Também absurda é a justificativa de que muitos desses documentos trazem "cláusulas de sigilo industrial e propriedade intelectual". Como se o risco de rompimento de uma barragem fosse informação estratégica de mercado. Mais grave ainda é a orientação para que cidadãos procurem as próprias empresas, eximindo-se de seu papel fundamental de garantir o acesso e mediar essa relação em nome do interesse público. "Essa omissão protege o empreendedor para ele fazer o que quiser", afirma Daniel Neri, professor do IFMG (Instituto Federal de Educação, Ciência e Tecnologia de Minas Gerais).
A cereja do bolo é a frase final da Superintendência de Segurança de Barragens de Mineração: "nos parece estranho o inconformismo com o fato de a ANM não possuir a informação solicitada". Estranho, na verdade, é uma agência reguladora não deter nem fornecer informações básicas que justificam a sua própria razão de existir.
Em suma, a ANM fiscalizou menos de 3% das barragens no último ano, confia em autodeclarações dos próprios empreendedores, não centraliza os dados que recebe (quando recebe) e ainda impede que a sociedade civil exerça o controle que ela mesma não parece ser capaz de fazer. É uma afronta à segurança pública e ambiental.
É urgente que o Ministério de Minas e Energia e o Ministério Público Federal exijam que a ANM publique imediatamente todos os relatórios que já possui, crie um repositório central, obrigue o envio padronizado dos dados por parte das empresas e os disponibilize em transparência ativa.
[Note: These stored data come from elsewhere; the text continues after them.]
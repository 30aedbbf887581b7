use axum::{extract::Request, middleware::Next, response::Response};
use once_cell::sync::Lazy;
use prometheus::{register_counter_vec, register_histogram_vec, CounterVec, HistogramVec};
use std::time::Instant;

static HTTP_REQUESTS_TOTAL: Lazy<CounterVec> = Lazy::new(|| {
    register_counter_vec!(
        "http_requests_total",
        "Total number of HTTP requests",
        &["method", "path", "status"]
    )
    .expect("Failed to register http_requests_total")
});

static HTTP_REQUEST_DURATION: Lazy<HistogramVec> = Lazy::new(|| {
    register_histogram_vec!(
        "http_request_duration_seconds",
        "HTTP request duration in seconds",
        &["method", "path"],
        vec![0.001, 0.005, 0.01, 0.025, 0.05, 0.1, 0.25, 0.5, 1.0, 2.5, 5.0]
    )
    .expect("Failed to register http_request_duration_seconds")
});

/// Record a request counter and duration histogram for every HTTP request.
pub async fn metrics_middleware(req: Request, next: Next) -> Response {
    let start = Instant::now();
    let method = req.method().to_string();
    let path = req.uri().path().to_string();

    let response = next.run(req).await;

    let status = response.status().as_u16().to_string();
    HTTP_REQUESTS_TOTAL
        .with_label_values(&[&method, &path, &status])
        .inc();
    HTTP_REQUEST_DURATION
        .with_label_values(&[&method, &path])
        .observe(start.elapsed().as_secs_f64());

    response
}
Essa postura institucional viola frontalmente os princípios da transparência, prevenção e precaução, descumpre as legislações específicas para a temática além de pressupostos básicos da Política Nacional do Meio Ambiente e da Lei de Acesso à Informação. Não é possível admitir que, omisso, o Estado siga repetindo erros que tornaram possíveis desastres como Mariana e Brumadinho.